No doubt, like his friends, Saint-Loup had formed the habit of inwardly cultivating, as the truest part of himself, the search for and the elaboration of the best possible manoeuvres which would lead to the greatest strategic and tactical successes, so that, for him as for them, the life of the body was something relatively unimportant which could easily be sacrificed to this inner part of the self, the real vital core within them, around which their personal existence was of value only as a protective outer skin. But in Saint-Loup’s courage there were also more individual elements, and amongst these it would have been easy to recognise the generosity which in its early days had constituted the charm of our friendship, and also the hereditary vice which had later awoken from dormancy in him and which, at the particular intellectual level which he had not been able to transcend, caused him not only to admire courage but to exaggerate his horror of effeminacy into a sort of intoxication at any contact with virility. He derived, chastely no doubt, from spending days and nights in the open with Senegalese soldiers who might at any moment be called upon to sacrifice their lives, a cerebral gratification of desire into which there entered a vigorous contempt for “little scented gentlemen” and which, however contrary it might seem, was not so very different from that which he had obtained from the cocaine in which he had indulged excessively at Tansonville and of which heroism—one drug taking the place of another—was now curing him. And another essential part of his courage was that double habit of courtesy which, on the one hand, caused him to bestow praise on others but where he himself was concerned made him content to do what had to be done and say nothing about it—the opposite of a Bloch, who had said to him just now “You—of course you’d funk it,” and yet was doing nothing himself—and on the other hand impelled him to hold as of no value the things that he himself possessed, his fortune, his rank, and even his life, so that he was ready to give them away: in a word, the true nobility of his nature.
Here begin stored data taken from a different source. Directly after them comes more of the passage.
//! OAuth 1.0a request signing (RFC 5849).

mod values;

pub use values::{OAuthVersion, SignatureMethod, OAUTH_VALUE_VERSION};

use base64::{engine::general_purpose::STANDARD, Engine as _};
use chrono::Utc;
use hmac::{Hmac, Mac};
use percent_encoding::{utf8_percent_encode, AsciiSet};
use sha1::Sha1;
use std::borrow::Cow;
use url::Url;
use uuid::Uuid;

type HmacSha1 = Hmac<Sha1>;

// https://tools.ietf.org/html/rfc5849#section-3.6
// * ALPHA, DIGIT, '-', '.', '_', '~' MUST NOT be encoded.
// * All other characters MUST be encoded.
// * The two hexadecimal characters used to represent encoded
//   characters MUST be uppercase.
const TARGETS_FOR_PARAMS: &AsciiSet = &percent_encoding::NON_ALPHANUMERIC
    .remove(b'-')
    .remove(b'.')
    .remove(b'_')
    .remove(b'~');

const OAUTH_HEADER: &str = "OAuth";
const OAUTH_PARAM_KEY_CONSUMER_KEY: &str = "oauth_consumer_key";
const OAUTH_PARAM_KEY_NONCE: &str = "oauth_nonce";
const OAUTH_PARAM_KEY_SIGNATURE: &str = "oauth_signature";
const OAUTH_PARAM_KEY_SIGNATURE_METHOD: &str = "oauth_signature_method";
const OAUTH_PARAM_KEY_TIMESTAMP: &str = "oauth_timestamp";
const OAUTH_PARAM_KEY_TOKEN: &str = "oauth_token";
const OAUTH_PARAM_KEY_VERSION: &str = "oauth_version";

// excluded from the signature base string
const REALM: &str = "realm";

/// OAuth Signature Builder
#[derive(Clone, Debug)]
pub struct Signer {
    consumer_key: String,
    token: Option<String>,
    nonce: Option<String>,
    signature_method: SignatureMethod,
    version: OAuthVersion,
    timestamp: Option<i64>,
    encoded_parameters: Vec<(String, String)>,
}

/// Result of signing one request.
#[derive(Clone, Debug)]
pub struct Signature {
    /// Base64 signature, not percent-encoded.
    pub signature: String,
    pub nonce: String,
    pub timestamp: i64,
    // encoded oauth_* protocol parameters, without the signature
    protocol_params: Vec<(String, String)>,
}

impl Signer {
    /// Builder for requests signed by the application alone.
    pub fn new(consumer_key: impl Into<String>) -> Self {
        Signer {
            consumer_key: consumer_key.into(),
            token: None,
            nonce: None,
            signature_method: SignatureMethod::default(),
            version: OAuthVersion::Default,
            timestamp: None,
            encoded_parameters: Vec::new(),
        }
    }

    /// Builder for requests made on behalf of a user. An empty token means
    /// anonymous signing and leaves `oauth_token` out.
    pub fn new_with_token(consumer_key: impl Into<String>, token: impl Into<String>) -> Self {
        let mut signer = Signer::new(consumer_key);
        signer.oauth_token(token);
        signer
    }

    pub fn oauth_token(&mut self, token: impl Into<String>) -> &mut Signer {
        let token = token.into();
        self.token = if token.is_empty() { None } else { Some(token) };
        self
    }

    pub fn oauth_nonce(&mut self, nonce: impl Into<String>) -> &mut Signer {
        self.nonce = Some(nonce.into());
        self
    }

    pub fn oauth_signature_method(&mut self, method: SignatureMethod) -> &mut Signer {
        self.signature_method = method;
        self
    }

    pub fn oauth_version(&mut self, version: OAuthVersion) -> &mut Signer {
        self.version = version;
        self
    }

    pub fn oauth_timestamp(&mut self, timestamp: i64) -> &mut Signer {
        self.timestamp = Some(timestamp);
        self
    }

    /// Adds a body parameter that takes part in the signature.
    pub fn add_param(&mut self, key: &str, value: &str) -> &mut Signer {
        self.encoded_parameters
            .push((percent_encode(key), percent_encode(value)));
        self
    }

    /// Signs a request to `url`. Query parameters of `url` take part in the
    /// signature; the secrets are passed unencoded.
    pub fn sign(
        &self,
        url: &Url,
        http_method: &str,
        consumer_secret: &str,
        token_secret: &str,
    ) -> Signature {
        let timestamp = self
            .timestamp
            .unwrap_or_else(|| Utc::now().timestamp());
        let nonce = self
            .nonce
            .clone()
            .unwrap_or_else(|| Uuid::new_v4().to_string());

        let protocol_params = self.protocol_params(&nonce, timestamp);

        let signature = match self.signature_method {
            SignatureMethod::PlainText => signature_plaintext(consumer_secret, token_secret),
            SignatureMethod::HmacSha1 => {
                let (endpoint, query) = split_url(url);
                let mut params = [protocol_params.clone(), query, self.encoded_parameters.clone()]
                    .concat::<(String, String)>();
                // then, alphabetic sort by key
                params.sort();
                signature_hmacsha1(consumer_secret, token_secret, http_method, &endpoint, &params)
            }
        };

        Signature {
            signature,
            nonce,
            timestamp,
            protocol_params,
        }
    }

    fn protocol_params(&self, nonce: &str, timestamp: i64) -> Vec<(String, String)> {
        let params = vec![
            (OAUTH_PARAM_KEY_CONSUMER_KEY, Some(Cow::from(self.consumer_key.as_str()))),
            (OAUTH_PARAM_KEY_NONCE, Some(Cow::from(nonce))),
            (
                OAUTH_PARAM_KEY_SIGNATURE_METHOD,
                Some(Cow::from(self.signature_method.as_str())),
            ),
            (OAUTH_PARAM_KEY_TIMESTAMP, Some(Cow::from(timestamp.to_string()))),
            (OAUTH_PARAM_KEY_TOKEN, self.token.as_deref().map(Cow::from)),
            (OAUTH_PARAM_KEY_VERSION, self.version.value().map(Cow::from)),
        ];
        params
            .into_iter()
            // trim None value
            .filter_map(|(k, v)| v.map(|v| (k.to_string(), percent_encode(&v))))
            .collect()
    }
}

impl Signature {
    /// Value for the `Authorization` header.
    pub fn authorization_header(&self) -> String {
        let mut params = self
            .protocol_params
            .iter()
            .map(|(k, v)| format!("{}=\"{}\"", k, v))
            .collect::<Vec<String>>();
        params.push(format!(
            "{}=\"{}\"",
            OAUTH_PARAM_KEY_SIGNATURE,
            percent_encode(&self.signature)
        ));
        params.sort();
        format!("{} {}", OAUTH_HEADER, params.join(", "))
    }
}

/// Splits `url` into the base string URI and its encoded query pairs.
fn split_url(url: &Url) -> (String, Vec<(String, String)>) {
    let query = url
        .query_pairs()
        .map(|(k, v)| (percent_encode(&k), percent_encode(&v)))
        .collect();
    let mut endpoint = url.clone();
    endpoint.set_query(None);
    endpoint.set_fragment(None);
    (endpoint.to_string(), query)
}

fn signature_plaintext(consumer_secret: &str, token_secret: &str) -> String {
    format!(
        "{}&{}",
        percent_encode(consumer_secret),
        percent_encode(token_secret)
    )
}

fn signature_hmacsha1(
    consumer_secret: &str,
    token_secret: &str,
    http_method: &str,
    endpoint: &str,
    encoded_params: &[(String, String)],
) -> String {
    let param_str = encoded_params
        .iter()
        .filter(|(k, _)| k != REALM)
        .map(|(k, v)| format!("{}={}", k, v))
        .collect::<Vec<String>>()
        .join("&");

    // parameters are encoded twice
    let base_str = format!(
        "{}&{}&{}",
        percent_encode(&http_method.to_ascii_uppercase()),
        percent_encode(endpoint),
        percent_encode(&param_str)
    );
    let sign_key = signature_plaintext(consumer_secret, token_secret);

    let mut mac = HmacSha1::new_from_slice(sign_key.as_bytes())
        .expect("HMAC-SHA1 accepts keys of any length");
    mac.update(base_str.as_bytes());
    STANDARD.encode(mac.finalize().into_bytes())
}

fn percent_encode(input: &str) -> String {
    utf8_percent_encode(input, TARGETS_FOR_PARAMS).to_string()
}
“Are we in for a long war?” I said to Saint-Loup. “No, I believe it will be very short,” he replied. But here, as always, his arguments were bookish. “Bearing in mind the prophecies of Moltke, re-read,” he said to me, as if I had already read it, “the decree of the 28th October, 1913, about the command of large formations; you will see that the replacement of peacetime reserves has not been organised or even foreseen, a thing which the authorities could not have failed to do if the war were likely to be a long one.” It seemed to me that the decree in question could be interpreted not as a proof that the war would be short, but as a failure on the part of its authors to foresee that it would be long, and what kind of war it would be, the truth being that they suspected neither the appalling wastage of material of every kind that would take place in a war of stable fronts nor the interdependence of different theatres of operations.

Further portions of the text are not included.